The final recommendation is that in developing methods for detecting errors in VAT Turnover data, it is always useful to understand the data source and the possible errors that may be found in it. • In many cases, it will be necessary to liaise with the data providers to get this information.
References: • De Jong, A. "Impect: Recent developments in harmonized processing and selective editing", Proceedings of UNECE Work Session on Statistical Data Editing, Madrid, October 2003: Web. • Hidiroglou, M. A. and Berthelot, J.-M. “Statistical Editing and Imputation for Periodic Business Surveys”, Survey Methodology, June 1986, Vol. 12, No. 1, pp 73-83: Journal. • Hoogland, J. "Editing strategies for VAT data", Seminar on 'Using administrative data in the Production of Business Statistics - Member States experiences', Rome, March 2010: Web. • Hoogland, J. and Van Haren, G. "Editing and integrating VAT and SBS data", Proceedings of the third International Conference on Establishment Surveys (ICES-III), Montreal, June 2007: CD ROM.
References: • Hoogland, J., Van Bemmel, K. and De Wolf, P-P. "Detection of potential influential errors in VAT turnover data used for short term statistics", Proceedings of UNECE Work Session on Statistical Data Editing, Neuchatel, October 2009: Web. • Lorenz, R. "The integrated system of editing administrative data for STS in Germany", Seminar on 'Using administrative data in the Production of Business Statistics - Member States experiences', Rome, March 2010: Web. • Seyb, A., Stewart, J., Chiang, G., Tinkler, I., Kupferman, L., Cox, V. and Allan, D. "Automated editing and imputation system for administrative financial data in New Zealand", Proceedings of UNECE Work Session on Statistical Data Editing, Neuchatel, October 2009: Web.

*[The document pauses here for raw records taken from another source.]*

//! CLI argument definitions for cachemine

use clap::{Parser, Subcommand};
use std::path::PathBuf;

#[derive(Parser)]
#[command(name = "cachemine")]
#[command(about = "Extract game client cache data to JSON", long_about = None)]
pub struct Cli {
    /// Log per-container progress and translation statistics
    #[arg(short, long, global = true)]
    pub verbose: bool,

    #[command(subcommand)]
    pub command: Commands,
}

#[derive(Subcommand)]
pub enum Commands {
    /// Extract containers from every configured source into JSON files
    #[command(visible_alias = "r")]
    Run {
        /// Path to the game client folder (start.ini, bundled SQLite databases)
        #[arg(short, long, env = "CACHEMINE_CLIENT")]
        client: Option<PathBuf>,

        /// Path to a folder of pre-decoded JSON dumps
        #[arg(short, long, env = "CACHEMINE_DUMPS")]
        dumps: Option<PathBuf>,

        /// Output folder for JSON files
        #[arg(short, long, env = "CACHEMINE_OUTPUT")]
        output: Option<PathBuf>,

        /// Translate text fields into this language, or "multi" for all languages
        #[arg(short, long)]
        translate: Option<String>,

        /// Language used when a message has no text in the requested one
        #[arg(long)]
        fallback_language: Option<String>,

        /// Container name prefix of localization catalogs inside the dumps
        #[arg(long, default_value = "localizationfsd/localization_fsd_")]
        catalog_prefix: String,

        /// Comma-separated list of container names to extract
        #[arg(short, long, default_value = "")]
        list: String,

        /// JSON indentation width (0 for compact output)
        #[arg(long)]
        indent: Option<usize>,
    },

    /// List container names every source provides
    #[command(visible_alias = "ls")]
    Containers {
        /// Path to the game client folder
        #[arg(short, long, env = "CACHEMINE_CLIENT")]
        client: Option<PathBuf>,

        /// Path to a folder of pre-decoded JSON dumps
        #[arg(short, long, env = "CACHEMINE_DUMPS")]
        dumps: Option<PathBuf>,
    },

    /// Look up one localized message by label path or message id
    #[command(visible_alias = "t")]
    Text {
        /// Label path (`UI/Generic/Cancel`) or numeric message id
        target: String,

        /// Path to a folder of pre-decoded JSON dumps
        #[arg(short, long, env = "CACHEMINE_DUMPS")]
        dumps: Option<PathBuf>,

        /// Language of the text
        #[arg(short, long)]
        language: Option<String>,

        /// Language used when the message has no text in the requested one
        #[arg(long)]
        fallback_language: Option<String>,

        /// Container name prefix of localization catalogs inside the dumps
        #[arg(long, default_value = "localizationfsd/localization_fsd_")]
        catalog_prefix: String,

        /// Placeholder value as `variable=value`, may repeat
        #[arg(short, long = "arg", value_name = "VARIABLE=VALUE")]
        args: Vec<String>,
    },

    /// Configure default settings
    #[command(visible_alias = "c")]
    Configure {
        /// Set default client folder
        #[arg(long)]
        client: Option<PathBuf>,

        /// Set default dumps folder
        #[arg(long)]
        dumps: Option<PathBuf>,

        /// Set default output folder
        #[arg(long)]
        output: Option<PathBuf>,

        /// Set default translation language
        #[arg(long)]
        language: Option<String>,

        /// Set default fallback language
        #[arg(long)]
        fallback_language: Option<String>,

        /// Set default JSON indentation width
        #[arg(long)]
        indent: Option<usize>,

        /// Show current configuration
        #[arg(long)]
        show: bool,
    },
}

#[cfg(test)]
mod tests {
    use super::*;

    #[test]
    fn test_run_arguments() {
        let cli = Cli::parse_from([
            "cachemine",
            "-v",
            "run",
            "--dumps",
            "/data/dumps",
            "-o",
            "/data/out",
            "-t",
            "multi",
            "-l",
            "invtypes,config.GetMap(1, 2)",
        ]);
        assert!(cli.verbose);
        let Commands::Run {
            dumps,
            output,
            translate,
            list,
            catalog_prefix,
            ..
        } = cli.command
        else {
            panic!("expected run");
        };
        assert_eq!(dumps, Some(PathBuf::from("/data/dumps")));
        assert_eq!(output, Some(PathBuf::from("/data/out")));
        assert_eq!(translate.as_deref(), Some("multi"));
        assert_eq!(list, "invtypes,config.GetMap(1, 2)");
        assert_eq!(catalog_prefix, "localizationfsd/localization_fsd_");
    }

    #[test]
    fn test_text_arguments() {
        let cli = Cli::parse_from([
            "cachemine",
            "t",
            "UI/Generic/Cancel",
            "-l",
            "de",
            "-a",
            "n=3",
            "--arg",
            "pilot=Ava",
        ]);
        let Commands::Text {
            target,
            language,
            args,
            ..
        } = cli.command
        else {
            panic!("expected text");
        };
        assert_eq!(target, "UI/Generic/Cancel");
        assert_eq!(language.as_deref(), Some("de"));
        assert_eq!(args, ["n=3", "pilot=Ava"]);
    }

    #[test]
    fn test_cli_definition() {
        use clap::CommandFactory;
        Cli::command().debug_assert();
    }
}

Extra information • For method 2, we used a threshold of 25 as a compromise between the monthly and quarterly data. • For method 3, we used the thresholds described in Hoogland and Van Haren (2007). • For method 5, the Hidiroglou-Berthelot rule, we used a value of V = 1 to give extra weight to businesses with larger Turnover, as this has been shown to work well with business data in the past. The value of C for this method was 250. • Method 1 used a value of C = 10 in the quartile method to give the same proportion of failures. • For method 4 we chose a value of C = 8 in the quartile method and then prioritised the businesses failing that method by VAT Turnover to give a similar proportion of failures as methods 1 and 5.